Collected data entries
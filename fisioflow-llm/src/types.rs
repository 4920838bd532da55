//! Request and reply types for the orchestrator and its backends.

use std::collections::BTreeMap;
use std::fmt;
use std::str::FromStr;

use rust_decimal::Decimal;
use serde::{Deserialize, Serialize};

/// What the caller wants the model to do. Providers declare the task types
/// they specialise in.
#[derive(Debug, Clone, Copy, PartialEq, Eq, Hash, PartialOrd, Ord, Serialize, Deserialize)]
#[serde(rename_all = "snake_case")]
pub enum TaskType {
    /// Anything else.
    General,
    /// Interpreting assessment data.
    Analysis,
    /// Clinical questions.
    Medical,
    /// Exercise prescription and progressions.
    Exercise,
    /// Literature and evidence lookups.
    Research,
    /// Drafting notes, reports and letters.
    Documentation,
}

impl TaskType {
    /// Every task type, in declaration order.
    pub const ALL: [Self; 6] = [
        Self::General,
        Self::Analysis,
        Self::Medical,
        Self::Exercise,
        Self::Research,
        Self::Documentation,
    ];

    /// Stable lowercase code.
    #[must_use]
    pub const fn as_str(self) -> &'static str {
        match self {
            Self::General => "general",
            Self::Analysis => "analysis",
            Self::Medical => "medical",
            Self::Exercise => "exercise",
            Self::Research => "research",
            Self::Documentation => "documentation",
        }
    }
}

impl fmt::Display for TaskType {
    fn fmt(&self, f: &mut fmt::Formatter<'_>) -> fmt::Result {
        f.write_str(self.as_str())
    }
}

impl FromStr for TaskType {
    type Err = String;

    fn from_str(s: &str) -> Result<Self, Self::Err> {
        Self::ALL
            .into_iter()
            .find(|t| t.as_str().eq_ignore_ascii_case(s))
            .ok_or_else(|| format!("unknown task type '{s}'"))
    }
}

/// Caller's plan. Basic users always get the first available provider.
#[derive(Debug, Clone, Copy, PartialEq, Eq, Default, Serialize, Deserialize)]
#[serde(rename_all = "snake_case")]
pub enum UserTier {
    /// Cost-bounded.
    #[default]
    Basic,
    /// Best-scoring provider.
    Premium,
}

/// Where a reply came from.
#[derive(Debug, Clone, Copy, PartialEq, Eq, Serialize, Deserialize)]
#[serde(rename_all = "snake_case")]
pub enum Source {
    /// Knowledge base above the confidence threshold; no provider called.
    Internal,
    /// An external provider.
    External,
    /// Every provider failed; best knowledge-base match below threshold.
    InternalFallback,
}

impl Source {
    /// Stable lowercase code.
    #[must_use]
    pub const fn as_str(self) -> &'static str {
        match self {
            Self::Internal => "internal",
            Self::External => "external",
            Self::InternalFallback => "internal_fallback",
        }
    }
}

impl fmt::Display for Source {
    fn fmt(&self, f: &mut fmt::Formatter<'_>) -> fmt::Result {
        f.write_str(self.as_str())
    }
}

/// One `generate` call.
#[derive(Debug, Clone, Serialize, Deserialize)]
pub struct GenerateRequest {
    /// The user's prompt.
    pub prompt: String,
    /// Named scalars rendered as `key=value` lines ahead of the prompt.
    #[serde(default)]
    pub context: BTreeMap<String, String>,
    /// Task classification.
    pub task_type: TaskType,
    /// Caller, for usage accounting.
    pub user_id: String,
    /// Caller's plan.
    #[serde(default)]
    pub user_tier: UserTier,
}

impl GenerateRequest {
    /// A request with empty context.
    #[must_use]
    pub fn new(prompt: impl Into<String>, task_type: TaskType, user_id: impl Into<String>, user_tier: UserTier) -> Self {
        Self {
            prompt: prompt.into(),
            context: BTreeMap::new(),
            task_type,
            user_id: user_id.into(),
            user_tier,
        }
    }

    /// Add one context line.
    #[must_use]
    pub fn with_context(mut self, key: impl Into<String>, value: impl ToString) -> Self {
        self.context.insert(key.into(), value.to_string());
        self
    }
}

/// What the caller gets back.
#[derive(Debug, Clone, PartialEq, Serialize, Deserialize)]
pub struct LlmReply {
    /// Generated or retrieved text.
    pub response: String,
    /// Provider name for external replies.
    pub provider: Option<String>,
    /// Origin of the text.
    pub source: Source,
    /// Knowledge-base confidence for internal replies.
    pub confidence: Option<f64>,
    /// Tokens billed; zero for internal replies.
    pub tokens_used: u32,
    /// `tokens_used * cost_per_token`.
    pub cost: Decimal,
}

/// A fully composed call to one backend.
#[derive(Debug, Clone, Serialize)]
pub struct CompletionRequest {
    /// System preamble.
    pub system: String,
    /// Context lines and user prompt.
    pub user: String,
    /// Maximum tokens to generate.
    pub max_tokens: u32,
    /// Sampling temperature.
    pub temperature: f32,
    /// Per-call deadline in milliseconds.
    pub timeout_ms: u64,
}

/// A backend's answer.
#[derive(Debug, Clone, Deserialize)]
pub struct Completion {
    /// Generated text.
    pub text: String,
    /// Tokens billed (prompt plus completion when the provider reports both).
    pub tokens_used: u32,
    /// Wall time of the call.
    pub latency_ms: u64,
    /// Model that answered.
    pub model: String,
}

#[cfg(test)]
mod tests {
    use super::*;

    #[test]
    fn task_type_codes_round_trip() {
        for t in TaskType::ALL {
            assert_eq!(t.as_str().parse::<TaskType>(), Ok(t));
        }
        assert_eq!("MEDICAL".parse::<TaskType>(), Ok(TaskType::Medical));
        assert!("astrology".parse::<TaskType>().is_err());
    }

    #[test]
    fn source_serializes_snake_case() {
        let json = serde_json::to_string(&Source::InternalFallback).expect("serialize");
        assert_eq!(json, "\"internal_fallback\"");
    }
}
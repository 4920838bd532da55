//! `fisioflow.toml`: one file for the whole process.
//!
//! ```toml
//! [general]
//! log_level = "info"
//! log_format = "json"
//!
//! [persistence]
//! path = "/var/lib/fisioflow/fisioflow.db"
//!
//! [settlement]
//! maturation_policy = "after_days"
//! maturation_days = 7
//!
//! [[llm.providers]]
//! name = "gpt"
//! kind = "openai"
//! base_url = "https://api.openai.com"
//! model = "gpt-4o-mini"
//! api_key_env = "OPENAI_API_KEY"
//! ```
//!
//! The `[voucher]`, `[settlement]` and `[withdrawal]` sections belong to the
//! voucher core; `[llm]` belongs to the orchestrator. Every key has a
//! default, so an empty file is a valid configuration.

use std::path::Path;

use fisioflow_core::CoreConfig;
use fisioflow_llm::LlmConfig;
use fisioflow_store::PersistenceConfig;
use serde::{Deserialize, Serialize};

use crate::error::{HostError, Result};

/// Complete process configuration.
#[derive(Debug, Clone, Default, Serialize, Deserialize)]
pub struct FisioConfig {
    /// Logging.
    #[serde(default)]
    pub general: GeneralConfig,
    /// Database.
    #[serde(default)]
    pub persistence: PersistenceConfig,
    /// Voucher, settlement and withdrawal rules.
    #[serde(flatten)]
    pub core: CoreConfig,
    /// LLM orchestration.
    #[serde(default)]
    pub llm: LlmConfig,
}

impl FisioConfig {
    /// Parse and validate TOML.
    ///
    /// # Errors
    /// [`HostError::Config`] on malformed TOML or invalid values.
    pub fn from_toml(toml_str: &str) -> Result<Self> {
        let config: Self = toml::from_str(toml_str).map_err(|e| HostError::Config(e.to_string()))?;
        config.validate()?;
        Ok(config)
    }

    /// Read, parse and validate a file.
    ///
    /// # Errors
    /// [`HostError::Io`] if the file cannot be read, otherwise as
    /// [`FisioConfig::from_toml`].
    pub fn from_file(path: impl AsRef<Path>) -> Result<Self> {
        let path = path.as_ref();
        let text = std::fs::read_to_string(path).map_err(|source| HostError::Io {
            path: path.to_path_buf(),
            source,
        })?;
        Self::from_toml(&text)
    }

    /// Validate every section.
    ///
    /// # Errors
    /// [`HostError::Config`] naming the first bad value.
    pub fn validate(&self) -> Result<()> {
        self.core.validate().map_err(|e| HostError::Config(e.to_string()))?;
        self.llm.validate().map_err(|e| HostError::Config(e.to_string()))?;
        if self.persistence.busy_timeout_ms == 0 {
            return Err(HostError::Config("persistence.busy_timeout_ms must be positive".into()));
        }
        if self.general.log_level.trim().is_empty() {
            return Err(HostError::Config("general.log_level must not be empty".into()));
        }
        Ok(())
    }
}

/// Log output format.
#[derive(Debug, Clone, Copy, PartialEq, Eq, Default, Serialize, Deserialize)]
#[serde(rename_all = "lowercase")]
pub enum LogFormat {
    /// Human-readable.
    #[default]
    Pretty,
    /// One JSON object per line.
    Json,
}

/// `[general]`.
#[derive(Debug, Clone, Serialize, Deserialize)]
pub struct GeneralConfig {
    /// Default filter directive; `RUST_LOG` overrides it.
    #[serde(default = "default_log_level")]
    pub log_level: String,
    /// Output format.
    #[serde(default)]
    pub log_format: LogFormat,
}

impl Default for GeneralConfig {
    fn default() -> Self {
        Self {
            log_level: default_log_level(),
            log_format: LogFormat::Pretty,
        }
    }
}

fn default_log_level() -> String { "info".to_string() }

--

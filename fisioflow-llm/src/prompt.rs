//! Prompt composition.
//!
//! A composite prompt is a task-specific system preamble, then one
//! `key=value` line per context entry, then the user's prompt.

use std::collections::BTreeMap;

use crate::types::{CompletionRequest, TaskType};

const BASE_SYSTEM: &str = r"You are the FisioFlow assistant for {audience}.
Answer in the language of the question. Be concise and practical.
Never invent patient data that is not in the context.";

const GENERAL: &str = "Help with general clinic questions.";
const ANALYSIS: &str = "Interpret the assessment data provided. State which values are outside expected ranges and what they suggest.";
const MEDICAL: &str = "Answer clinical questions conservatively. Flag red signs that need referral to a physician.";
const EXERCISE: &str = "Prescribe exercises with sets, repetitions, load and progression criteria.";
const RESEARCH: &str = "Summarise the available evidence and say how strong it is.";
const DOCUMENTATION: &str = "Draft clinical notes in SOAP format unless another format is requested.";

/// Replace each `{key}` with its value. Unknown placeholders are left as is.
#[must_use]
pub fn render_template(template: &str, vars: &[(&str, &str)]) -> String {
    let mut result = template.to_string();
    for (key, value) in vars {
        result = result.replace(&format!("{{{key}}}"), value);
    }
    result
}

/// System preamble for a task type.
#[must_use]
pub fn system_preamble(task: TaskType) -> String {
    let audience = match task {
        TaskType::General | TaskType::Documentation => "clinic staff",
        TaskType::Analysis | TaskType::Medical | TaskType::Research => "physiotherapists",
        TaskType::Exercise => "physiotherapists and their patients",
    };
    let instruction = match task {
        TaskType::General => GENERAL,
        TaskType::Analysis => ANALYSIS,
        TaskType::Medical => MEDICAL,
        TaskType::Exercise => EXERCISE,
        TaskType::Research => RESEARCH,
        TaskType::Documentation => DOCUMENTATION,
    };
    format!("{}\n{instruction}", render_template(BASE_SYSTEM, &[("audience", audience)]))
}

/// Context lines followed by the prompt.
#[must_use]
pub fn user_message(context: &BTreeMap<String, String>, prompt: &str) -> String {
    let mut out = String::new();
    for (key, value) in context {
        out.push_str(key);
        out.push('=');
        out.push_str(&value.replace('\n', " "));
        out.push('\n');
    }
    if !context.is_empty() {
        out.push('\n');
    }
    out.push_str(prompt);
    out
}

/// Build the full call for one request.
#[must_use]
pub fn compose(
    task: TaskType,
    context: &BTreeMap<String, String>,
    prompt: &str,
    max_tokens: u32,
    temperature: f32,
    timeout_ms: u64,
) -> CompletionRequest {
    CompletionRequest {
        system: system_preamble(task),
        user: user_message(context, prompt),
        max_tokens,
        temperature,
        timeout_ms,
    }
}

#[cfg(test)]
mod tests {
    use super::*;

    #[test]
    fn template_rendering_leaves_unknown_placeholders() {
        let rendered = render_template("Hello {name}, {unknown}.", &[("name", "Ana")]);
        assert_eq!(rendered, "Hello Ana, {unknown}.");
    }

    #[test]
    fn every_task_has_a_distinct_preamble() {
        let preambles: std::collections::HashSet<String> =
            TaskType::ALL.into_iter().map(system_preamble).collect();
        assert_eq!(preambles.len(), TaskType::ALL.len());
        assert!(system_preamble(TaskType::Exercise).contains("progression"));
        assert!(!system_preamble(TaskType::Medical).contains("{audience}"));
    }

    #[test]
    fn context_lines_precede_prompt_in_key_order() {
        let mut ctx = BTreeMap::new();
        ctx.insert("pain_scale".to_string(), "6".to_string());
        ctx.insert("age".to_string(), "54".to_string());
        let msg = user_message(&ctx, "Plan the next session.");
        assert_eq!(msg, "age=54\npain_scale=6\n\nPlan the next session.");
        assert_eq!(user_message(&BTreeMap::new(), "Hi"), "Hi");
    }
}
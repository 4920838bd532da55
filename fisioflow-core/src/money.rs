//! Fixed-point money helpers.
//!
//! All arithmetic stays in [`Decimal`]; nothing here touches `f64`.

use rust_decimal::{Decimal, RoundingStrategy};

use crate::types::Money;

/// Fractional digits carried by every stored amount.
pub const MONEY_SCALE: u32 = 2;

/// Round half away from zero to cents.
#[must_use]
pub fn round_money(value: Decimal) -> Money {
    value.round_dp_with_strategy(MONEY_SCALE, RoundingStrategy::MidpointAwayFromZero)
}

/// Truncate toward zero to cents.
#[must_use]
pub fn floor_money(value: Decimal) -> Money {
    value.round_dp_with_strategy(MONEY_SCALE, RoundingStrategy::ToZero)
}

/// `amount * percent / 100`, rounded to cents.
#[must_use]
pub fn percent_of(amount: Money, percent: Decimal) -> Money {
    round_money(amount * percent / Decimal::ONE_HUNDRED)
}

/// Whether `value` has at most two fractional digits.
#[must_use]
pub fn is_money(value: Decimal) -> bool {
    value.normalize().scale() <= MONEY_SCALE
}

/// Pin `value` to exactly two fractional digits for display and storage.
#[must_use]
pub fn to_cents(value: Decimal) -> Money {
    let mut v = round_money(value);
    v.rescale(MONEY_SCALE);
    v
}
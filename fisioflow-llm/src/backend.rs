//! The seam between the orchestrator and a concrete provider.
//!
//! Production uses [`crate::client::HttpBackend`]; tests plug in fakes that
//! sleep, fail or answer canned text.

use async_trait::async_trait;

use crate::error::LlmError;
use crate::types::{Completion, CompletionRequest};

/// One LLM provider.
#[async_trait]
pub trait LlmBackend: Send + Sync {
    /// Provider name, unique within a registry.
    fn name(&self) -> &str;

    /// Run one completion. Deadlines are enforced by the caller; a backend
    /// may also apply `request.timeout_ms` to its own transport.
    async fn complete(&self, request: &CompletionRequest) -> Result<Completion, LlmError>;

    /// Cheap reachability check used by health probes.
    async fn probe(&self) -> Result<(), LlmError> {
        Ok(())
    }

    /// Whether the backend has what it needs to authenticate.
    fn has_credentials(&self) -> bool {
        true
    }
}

> WHAT YOU WILL DO
Of the lines above, show those in which "Pretty" appears.

> ANSWER BELOW
    Pretty,
            log_format: LogFormat::Pretty,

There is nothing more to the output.